Financing: Aegis Group

Simon Zinger

In 2009 global ­marketing powerhouse Aegis Group made ­significantly fewer ­acquisitions than in ­previous years, but 2010 saw the FTSE-listed company come through the lull and ­return to something like its pre-crunch form.

In July 2010 the London-headquartered outfit ­acquired one of Australia’s leading ­marketing and communications companies, the Mitchell Communication Group, for A$363m (£207m). In ­December 2010 it expanded into Russia after acquiring a majority stake in Russian ­independent market research agency Comcon.

The activity has continued into 2011, with the group ­expanding its presence in South Africa in February with the purchase of digital search ­and performance agency ­Clickthinking Online.

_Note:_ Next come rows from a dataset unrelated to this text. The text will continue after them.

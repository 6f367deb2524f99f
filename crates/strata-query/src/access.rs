//! Typed column access for nodes generic over the value type.

use strata_common::{Result, NOT_FOUND};
use strata_storage::{
    Array, ArrayBasic, BasicColumn, BasicType, BpTree, Condition, FindState, LeafArray, LeafCursor, Table,
};

/// A floating point type with a column kind of its own.
pub trait FloatKind: BasicType {
    /// Column type name used in error messages.
    const COLUMN: &'static str;

    fn column(table: &Table, col: usize) -> Result<&BasicColumn<Self>>;
}

impl FloatKind for f32 {
    const COLUMN: &'static str = "Float";

    fn column(table: &Table, col: usize) -> Result<&BasicColumn<f32>> {
        table.float_column(col)
    }
}

impl FloatKind for f64 {
    const COLUMN: &'static str = "Double";

    fn column(table: &Table, col: usize) -> Result<&BasicColumn<f64>> {
        table.double_column(col)
    }
}

/// Value type of two columns compared row by row.
pub trait PairValue: Send + Sync + 'static {
    type Leaf: LeafArray + Clone + Send + Sync;

    fn tree(table: &Table, col: usize) -> Result<&BpTree<Self::Leaf>>;

    /// First row in `[start, end)` where `left <C> right`, or `NOT_FOUND`.
    fn find_pair<C: Condition>(
        left: (&mut LeafCursor<Self::Leaf>, &BpTree<Self::Leaf>),
        right: (&mut LeafCursor<Self::Leaf>, &BpTree<Self::Leaf>),
        start: usize,
        end: usize,
    ) -> usize;
}

struct FirstHit(usize);

impl FindState for FirstHit {
    fn match_index(&mut self, index: usize, _value: i64) -> bool {
        self.0 = index;
        false
    }
}

impl PairValue for i64 {
    type Leaf = Array;

    fn tree(table: &Table, col: usize) -> Result<&BpTree<Array>> {
        Ok(table.int_column(col)?.tree())
    }

    fn find_pair<C: Condition>(
        (c1, t1): (&mut LeafCursor<Array>, &BpTree<Array>),
        (c2, t2): (&mut LeafCursor<Array>, &BpTree<Array>),
        start: usize,
        end: usize,
    ) -> usize {
        let mut s = start;
        while s < end {
            let (l1, b1) = c1.leaf_for(t1, s);
            let (l2, b2) = c2.leaf_for(t2, s);
            let stop = (b1 + l1.size()).min(b2 + l2.size()).min(end);
            let mut hit = FirstHit(NOT_FOUND);
            if !l1.compare_leafs::<C, _>(s - b1, l2, s - b2, stop - s, s, &mut hit) {
                return hit.0;
            }
            s = stop;
        }
        NOT_FOUND
    }
}

fn find_basic_pair<T: BasicType, C: Condition>(
    (c1, t1): (&mut LeafCursor<ArrayBasic<T>>, &BpTree<ArrayBasic<T>>),
    (c2, t2): (&mut LeafCursor<ArrayBasic<T>>, &BpTree<ArrayBasic<T>>),
    start: usize,
    end: usize,
) -> usize {
    (start..end)
        .find(|&row| C::eval(c1.get(t1, row), c2.get(t2, row)))
        .unwrap_or(NOT_FOUND)
}

impl PairValue for f32 {
    type Leaf = ArrayBasic<f32>;

    fn tree(table: &Table, col: usize) -> Result<&BpTree<ArrayBasic<f32>>> {
        Ok(table.float_column(col)?.tree())
    }

    fn find_pair<C: Condition>(
        left: (&mut LeafCursor<Self::Leaf>, &BpTree<Self::Leaf>),
        right: (&mut LeafCursor<Self::Leaf>, &BpTree<Self::Leaf>),
        start: usize,
        end: usize,
    ) -> usize {
        find_basic_pair::<f32, C>(left, right, start, end)
    }
}

impl PairValue for f64 {
    type Leaf = ArrayBasic<f64>;

    fn tree(table: &Table, col: usize) -> Result<&BpTree<ArrayBasic<f64>>> {
        Ok(table.double_column(col)?.tree())
    }

    fn find_pair<C: Condition>(
        left: (&mut LeafCursor<Self::Leaf>, &BpTree<Self::Leaf>),
        right: (&mut LeafCursor<Self::Leaf>, &BpTree<Self::Leaf>),
        start: usize,
        end: usize,
    ) -> usize {
        find_basic_pair::<f64, C>(left, right, start, end)
    }
}

/// First row in `[start, end)` of an integer tree where `value <C> needle`,
/// read leaf by leaf through `cursor`. Calls `on_leaf` with the width of
/// every leaf visited.
pub(crate) fn find_in_int_tree<C: strata_storage::IntegerCondition>(
    cursor: &mut LeafCursor<Array>,
    tree: &BpTree<Array>,
    needle: i64,
    start: usize,
    end: usize,
    mut on_leaf: impl FnMut(usize),
) -> usize {
    let mut s = start;
    while s < end {
        let (leaf, leaf_start) = cursor.leaf_for(tree, s);
        let leaf_end = leaf_start + leaf.size();
        on_leaf(leaf.width());
        let i = leaf.find_first_cond::<C>(needle, s - leaf_start, leaf_end.min(end) - leaf_start);
        if i != NOT_FOUND {
            return leaf_start + i;
        }
        s = leaf_end;
    }
    NOT_FOUND
}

It is impressive in what is a fairly stagnant M&A market, but it was part of a concerted effort by the ­company to kickstart its acquisition activity. Towards the end of 2009 as markets ­began to stabilise, it began ­exploring opportunities to strengthen its position while continuing to maintain a ­conservative ­balance sheet.

“There were a few things we needed to take into ­account,” says Aegis general counsel ­Simon Zinger, who worked closely with corporate ­treasurer Peter Pontidas. “First, we have a standard set of financial covenants and that largely sets the benchmark in terms of how much leverage we can take. Second, we had to take into account debt maturities. Then we needed to look at what the growth aspirations of the ­company were, how much we could borrow and what was the best way to go about it.”

He adds: “Our long-term funding was coming up for ­refinancing in 2011. You can’t ­assume that just because a ­facility is up for refinancing it will be renewed, and we always intended to do that before the markets deteriorated.”

The group decided on a strategy that would see it ­raise funds through a mixture of ­convertible bonds and private placements in the US. It ­intended to use the net proceeds to repay short-term debt borrowing under its ­revolving credit facility in order to ­diversify its financing sources, rebalance its mix of borrowings and extend its debt maturity profile. This would ­increase its financial flexibility to enable a return to more ­historical levels of bolt-on ­acquisition spend.

The company hit the US private placement market ­towards the end of 2009, when it placed more than $200m (£124m) in senior unsecured notes. The array of legal ­advisers involved gives some idea of the scope of the project – it was advised by Slaughter and May on English law, White & Case in the US, DLA Piper in the Netherlands, Allen & Gledhill in Singapore and Addisons in Australia.

“White & Case are strong on the private placement side, and also they knew what other borrowers had been doing,” says Zinger. “We also had to make sure the ­private placement transaction didn’t breach the main ­borrowing facility in any way. We had to avoid any conflicts in the documents.
“Next came the convertible bonds. We raised approximately £190m and that took further pressure off existing borrowings. It also gave a war chest for future acquisitions.”

Again, the challenge was working with so many parties in various countries.

“From a legal perspective it’s always challenging, because we have a number of international group companies that form part of almost every deal, so there’s a lot of coordinating corporate documents and legal opinions,” says Zinger.

In August 2010 Slaughters again advised Aegis in its £450m multicurrency ­revolving credit facility, ­allowing it to refinance.

Top tips

  • Obtain an early understanding of the lender’s requirements for due diligence, legal opinions and corporate approvals.
  • Ensure efficiency and common understanding by all parties by agreeing a detailed term sheet ahead of negotiating the main documentation.
  • Consider the international implications of your financing, such as the location of affiliate companies participating in the financing and location of new investors, as this may require a number of legal steps in foreign jurisdictions.
  • When dealing with bonds or shares, consider registration and prospectus requirements (or exemptions) under local securities or listing rules, as this will impact cost and timing.
  • Strive for consistency between existing and new financing documents in terms of warranties, covenants and events of default.
  • Engage your relationship banks to retroactively apply better terms agreed in new financing documents to terms in previously agreed documents.
  • Understand any conditions imposed by the lenders on their commitment to provide funding.
  • Be aware of costs relating to any finders or brokers that may be involved in a private offering scenario.
  • Establish an internal compliance system for monitoring any financial or ­commercial covenants agreed as part of the financing documentation.